One striking point of difference between M+K and other firms is that M+K is not a member of any panel and has no intention of tendering to join one. “We don’t compete to be on panels – our mantra is to form relationships with individuals – the CEO, the managing director, the in-house counsel, whoever it might be,” says Paul. He explains his firm’s aversion to panels: “Panels tend to squeeze you on margin and tend to de-emphasise the relationship. You find yourself in a situation every second year or every third year where you don’t know if you’ve got the client. Often it comes down to a beauty parade based on price and we just don’t like beauty parades.”

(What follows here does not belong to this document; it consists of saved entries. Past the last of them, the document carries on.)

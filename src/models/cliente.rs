// src/models/cliente.rs

use chrono::NaiveDate;
use rust_decimal::Decimal;
use serde::{Deserialize, Serialize};
use sqlx::FromRow;
use utoipa::ToSchema;

// --- Saldo de Convênio ---
// Linha agregada por cliente: total comprado, total pago e saldo devedor.
#[derive(Debug, Clone, PartialEq, Serialize, Deserialize, FromRow, ToSchema)]
pub struct SaldoConvenio {
    #[serde(rename = "CODIGO")]
    pub codigo: String,

    #[serde(rename = "NOME")]
    pub nome: String,

    #[serde(rename = "CONVENIO")]
    pub convenio: Option<String>,

    #[serde(rename = "TOTALCOMPRAS")]
    #[sqlx(rename = "totalcompras")]
    pub total_compras: Decimal,

    #[serde(rename = "TOTALPAGO")]
    #[sqlx(rename = "totalpago")]
    pub total_pago: Decimal,

    #[serde(rename = "SALDO")]
    pub saldo: Decimal,

    #[serde(rename = "ULTIMACOMPRA")]
    #[sqlx(rename = "ultimacompra")]
    pub ultima_compra: Option<NaiveDate>,
}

It is worth noting the substantial amount of work in the mid-market space which Melbourne firms are transacting for local, national and international clients. Within a space of two weeks, Hall & Wilcox recently announced its involvement in boutique fund manager Patriot Asset’s sale of two funds to Ironbark Asset Management, the sale of a majority stake in Boost Investment Group to US-based private equity firm The Riverside Company and a A$31m subcontracting deal for Canon Australia. Managing partner Tony Macvean says that there has been a noticeable level of mid-market M&A and funds management activity in Melbourne of late. Many firms have reported a good level of M&A deals in their pipeline.